Exercise details:
Output all the data below verbatim.
• • • •
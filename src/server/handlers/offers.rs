use axum::extract::{Extension, Json, Path};
use serde::{Deserialize, Serialize};
use uuid::Uuid;

use super::{required, Affected};
use crate::entities::{Acceptance, Arbitration, DriverOffer};
use crate::error::Error;
use crate::server::DynAPI;

#[derive(Serialize, Deserialize)]
pub struct SubmitParams {
    driver_id: Option<Uuid>,
    price: Option<i64>,
}

#[derive(Serialize, Deserialize)]
pub struct AcceptParams {
    customer_id: Option<Uuid>,
    offer_id: Option<Uuid>,
    price: Option<i64>,
    payment_method_id: Option<i64>,
}

#[derive(Serialize, Deserialize)]
pub struct RejectCompetingParams {
    driver_id: Option<Uuid>,
}

pub async fn submit(
    Extension(api): Extension<DynAPI>,
    Path(id): Path<Uuid>,
    Json(params): Json<SubmitParams>,
) -> Result<Json<Option<DriverOffer>>, Error> {
    let driver_id = required(params.driver_id, "driver_id")?;
    let price = required(params.price, "price")?;

    let offer = api.submit_offer(id, driver_id, price).await?;

    Ok(offer.into())
}

pub async fn list(
    Extension(api): Extension<DynAPI>,
    Path(id): Path<Uuid>,
) -> Result<Json<Vec<DriverOffer>>, Error> {
    let offers = api.list_offers(id).await?;

    Ok(offers.into())
}

pub async fn find(
    Extension(api): Extension<DynAPI>,
    Path(id): Path<Uuid>,
) -> Result<Json<DriverOffer>, Error> {
    let offer = api.find_offer(id).await?;

    Ok(offer.into())
}

pub async fn withdraw(
    Extension(api): Extension<DynAPI>,
    Path(id): Path<Uuid>,
) -> Result<Json<Affected>, Error> {
    let rows = api.withdraw_offer(id).await?;

    Ok(Json(rows.into()))
}

pub async fn accept(
    Extension(api): Extension<DynAPI>,
    Path(id): Path<Uuid>,
    Json(params): Json<AcceptParams>,
) -> Result<Json<Arbitration>, Error> {
    let acceptance = Acceptance {
        request_id: id,
        customer_id: required(params.customer_id, "customer_id")?,
        offer_id: required(params.offer_id, "offer_id")?,
        price: required(params.price, "price")?,
        payment_method_id: required(params.payment_method_id, "payment_method_id")?,
    };

    let arbitration = api.accept_offer(acceptance).await?;

    Ok(arbitration.into())
}

pub async fn reject_competing(
    Extension(api): Extension<DynAPI>,
    Path(id): Path<Uuid>,
    Json(params): Json<RejectCompetingParams>,
) -> Result<Json<Affected>, Error> {
    let driver_id = required(params.driver_id, "driver_id")?;

    let rows = api.reject_competing_offers(id, driver_id).await?;

    Ok(Json(rows.into()))
}
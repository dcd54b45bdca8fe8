mod handlers;

use std::net::SocketAddr;
use std::sync::Arc;

use axum::{
    extract::Extension,
    routing::{get, patch, post},
    Router,
};

use crate::server::handlers::{customers, drivers, offers, payments, requests, rooms};
use crate::{api::API, error::{unexpected_error, Error}, notifier::Notifier};

pub type DynAPI = Arc<dyn API + Send + Sync>;

pub fn router(api: DynAPI, notifier: Notifier) -> Router {
    Router::new()
        .route("/health", get(handlers::health))
        .route("/customers", post(customers::create))
        .route("/customers/:id", get(customers::find))
        .route("/customers/:id/requests", get(customers::list_requests))
        .route("/drivers", post(drivers::create))
        .route("/drivers/:id", get(drivers::find))
        .route("/drivers/:id/start", patch(drivers::start))
        .route("/drivers/:id/stop", patch(drivers::stop))
        .route("/drivers/:id/offers/withdraw", patch(drivers::withdraw_offers))
        .route("/requests", post(requests::create))
        .route("/requests/:id", get(requests::find))
        .route("/requests/:id/offers", get(offers::list).post(offers::submit))
        .route("/requests/:id/offers/reject", patch(offers::reject_competing))
        .route("/requests/:id/accept", patch(offers::accept))
        .route("/requests/:id/complete", patch(requests::complete))
        .route("/requests/:id/cancel", patch(requests::cancel))
        .route("/requests/:id/ws", get(rooms::subscribe))
        .route("/offers/:id", get(offers::find))
        .route("/offers/:id/withdraw", patch(offers::withdraw))
        .route("/payments/:id", get(payments::find))
        .layer(Extension(api))
        .layer(Extension(notifier))
}

pub async fn serve<T: API + Sync + Send + 'static>(
    api: T,
    notifier: Notifier,
    addr: SocketAddr,
) -> Result<(), Error> {
    let app = router(Arc::new(api) as DynAPI, notifier);

    let server = axum::Server::try_bind(&addr)
        .map_err(|err| unexpected_error(format!("failed to bind {addr}: {err}")))?;

    tracing::info!("listening on {}", addr);

    server
        .serve(app.into_make_service())
        .with_graceful_shutdown(shutdown_signal())
        .await
        .map_err(|err| unexpected_error(format!("server error: {err}")))
}

async fn shutdown_signal() {
    if let Err(err) = tokio::signal::ctrl_c().await {
        tracing::error!(error = %err, "failed to listen for shutdown signal");
    }

    tracing::info!("shutting down");
}
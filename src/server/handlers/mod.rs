pub mod customers;
pub mod drivers;
pub mod offers;
pub mod payments;
pub mod requests;
pub mod rooms;

use axum::extract::{Extension, Json};
use serde::{Deserialize, Serialize};
use serde_json::{json, Value};

use crate::error::{invalid_argument_error, Error};
use crate::notifier::Notifier;

#[derive(Serialize, Deserialize)]
pub struct Affected {
    pub affected_rows: u64,
}

impl From<u64> for Affected {
    fn from(affected_rows: u64) -> Self {
        Self { affected_rows }
    }
}

pub fn required<T>(value: Option<T>, field: &str) -> Result<T, Error> {
    value.ok_or_else(|| invalid_argument_error(format!("{field} is required")))
}

pub async fn health(Extension(notifier): Extension<Notifier>) -> Json<Value> {
    Json(json!({
        "status": "ok",
        "rooms": notifier.room_count(),
    }))
}
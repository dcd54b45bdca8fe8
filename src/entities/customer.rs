use chrono::{DateTime, Utc};
use serde::{Deserialize, Serialize};
use uuid::Uuid;

use crate::error::{invalid_argument_error, Error};

#[derive(Clone, Debug, PartialEq, Eq, Serialize, Deserialize)]
pub struct Customer {
    pub id: Uuid,
    pub name: String,
    pub created_at: DateTime<Utc>,
}

impl Customer {
    pub fn new(name: String) -> Result<Self, Error> {
        let name = name.trim().to_string();
        if name.is_empty() {
            return Err(invalid_argument_error("customer name is required"));
        }

        Ok(Self {
            id: Uuid::new_v4(),
            name,
            created_at: Utc::now(),
        })
    }
}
• • • •
Task output:
filename src/server/handlers/offers.rs
use axum::extract::{Extension, Json, Path};
use serde::{Deserialize, Serialize};
use uuid::Uuid;

use super::{required, Affected};
use crate::entities::{Acceptance, Arbitration, DriverOffer};
use crate::error::Error;
use crate::server::DynAPI;

#[derive(Serialize, Deserialize)]
pub struct SubmitParams {
    driver_id: Option<Uuid>,
    price: Option<i64>,
}

#[derive(Serialize, Deserialize)]
pub struct AcceptParams {
    customer_id: Option<Uuid>,
    offer_id: Option<Uuid>,
    price: Option<i64>,
    payment_method_id: Option<i64>,
}

#[derive(Serialize, Deserialize)]
pub struct RejectCompetingParams {
    driver_id: Option<Uuid>,
}

pub async fn submit(
    Extension(api): Extension<DynAPI>,
    Path(id): Path<Uuid>,
    Json(params): Json<SubmitParams>,
) -> Result<Json<Option<DriverOffer>>, Error> {
    let driver_id = required(params.driver_id, "driver_id")?;
    let price = required(params.price, "price")?;

    let offer = api.submit_offer(id, driver_id, price).await?;

    Ok(offer.into())
}

pub async fn list(
    Extension(api): Extension<DynAPI>,
    Path(id): Path<Uuid>,
) -> Result<Json<Vec<DriverOffer>>, Error> {
    let offers = api.list_offers(id).await?;

    Ok(offers.into())
}

pub async fn find(
    Extension(api): Extension<DynAPI>,
    Path(id): Path<Uuid>,
) -> Result<Json<DriverOffer>, Error> {
    let offer = api.find_offer(id).await?;

    Ok(offer.into())
}

pub async fn withdraw(
    Extension(api): Extension<DynAPI>,
    Path(id): Path<Uuid>,
) -> Result<Json<Affected>, Error> {
    let rows = api.withdraw_offer(id).await?;

    Ok(Json(rows.into()))
}

pub async fn accept(
    Extension(api): Extension<DynAPI>,
    Path(id): Path<Uuid>,
    Json(params): Json<AcceptParams>,
) -> Result<Json<Arbitration>, Error> {
    let acceptance = Acceptance {
        request_id: id,
        customer_id: required(params.customer_id, "customer_id")?,
        offer_id: required(params.offer_id, "offer_id")?,
        price: required(params.price, "price")?,
        payment_method_id: required(params.payment_method_id, "payment_method_id")?,
    };

    let arbitration = api.accept_offer(acceptance).await?;

    Ok(arbitration.into())
}

pub async fn reject_competing(
    Extension(api): Extension<DynAPI>,
    Path(id): Path<Uuid>,
    Json(params): Json<RejectCompetingParams>,
) -> Result<Json<Affected>, Error> {
    let driver_id = required(params.driver_id, "driver_id")?;

    let rows = api.reject_competing_offers(id, driver_id).await?;

    Ok(Json(rows.into()))
}
repository dcd54b45bdca8fe8
mod handlers;

use std::net::SocketAddr;
use std::sync::Arc;

use axum::{
    extract::Extension,
    routing::{get, patch, post},
    Router,
};

use crate::server::handlers::{customers, drivers, offers, payments, requests, rooms};
use crate::{api::API, error::{unexpected_error, Error}, notifier::Notifier};

pub type DynAPI = Arc<dyn API + Send + Sync>;

pub fn router(api: DynAPI, notifier: Notifier) -> Router {
    Router::new()
        .route("/health", get(handlers::health))
        .route("/customers", post(customers::create))
        .route("/customers/:id", get(customers::find))
        .route("/customers/:id/requests", get(customers::list_requests))
        .route("/drivers", post(drivers::create))
        .route("/drivers/:id", get(drivers::find))
        .route("/drivers/:id/start", patch(drivers::start))
        .route("/drivers/:id/stop", patch(drivers::stop))
        .route("/drivers/:id/offers/withdraw", patch(drivers::withdraw_offers))
        .route("/requests", post(requests::create))
        .route("/requests/:id", get(requests::find))
        .route("/requests/:id/offers", get(offers::list).post(offers::submit))
        .route("/requests/:id/offers/reject", patch(offers::reject_competing))
        .route("/requests/:id/accept", patch(offers::accept))
        .route("/requests/:id/complete", patch(requests::complete))
        .route("/requests/:id/cancel", patch(requests::cancel))
        .route("/requests/:id/ws", get(rooms::subscribe))
        .route("/offers/:id", get(offers::find))
        .route("/offers/:id/withdraw", patch(offers::withdraw))
        .route("/payments/:id", get(payments::find))
        .layer(Extension(api))
        .layer(Extension(notifier))
}

pub async fn serve<T: API + Sync + Send + 'static>(
    api: T,
    notifier: Notifier,
    addr: SocketAddr,
) -> Result<(), Error> {
    let app = router(Arc::new(api) as DynAPI, notifier);

    let server = axum::Server::try_bind(&addr)
        .map_err(|err| unexpected_error(format!("failed to bind {addr}: {err}")))?;

    tracing::info!("listening on {}", addr);

    server
        .serve(app.into_make_service())
        .with_graceful_shutdown(shutdown_signal())
        .await
        .map_err(|err| unexpected_error(format!("server error: {err}")))
}

async fn shutdown_signal() {
    if let Err(err) = tokio::signal::ctrl_c().await {
        tracing::error!(error = %err, "failed to listen for shutdown signal");
    }

    tracing::info!("shutting down");
}
filename src/server/handlers/mod.rs
pub mod customers;
pub mod drivers;
pub mod offers;
pub mod payments;
pub mod requests;
pub mod rooms;

use axum::extract::{Extension, Json};
use serde::{Deserialize, Serialize};
use serde_json::{json, Value};

use crate::error::{invalid_argument_error, Error};
use crate::notifier::Notifier;

#[derive(Serialize, Deserialize)]
pub struct Affected {
    pub affected_rows: u64,
}

impl From<u64> for Affected {
    fn from(affected_rows: u64) -> Self {
        Self { affected_rows }
    }
}

pub fn required<T>(value: Option<T>, field: &str) -> Result<T, Error> {
    value.ok_or_else(|| invalid_argument_error(format!("{field} is required")))
}

pub async fn health(Extension(notifier): Extension<Notifier>) -> Json<Value> {
    Json(json!({
        "status": "ok",
        "rooms": notifier.room_count(),
    }))
}
repository dcd54b45bdca8fe8
filename src/entities/customer.rs
use chrono::{DateTime, Utc};
use serde::{Deserialize, Serialize};
use uuid::Uuid;

use crate::error::{invalid_argument_error, Error};

#[derive(Clone, Debug, PartialEq, Eq, Serialize, Deserialize)]
pub struct Customer {
    pub id: Uuid,
    pub name: String,
    pub created_at: DateTime<Utc>,
}

impl Customer {
    pub fn new(name: String) -> Result<Self, Error> {
        let name = name.trim().to_string();
        if name.is_empty() {
            return Err(invalid_argument_error("customer name is required"));
        }

        Ok(Self {
            id: Uuid::new_v4(),
            name,
            created_at: Utc::now(),
        })
    }
}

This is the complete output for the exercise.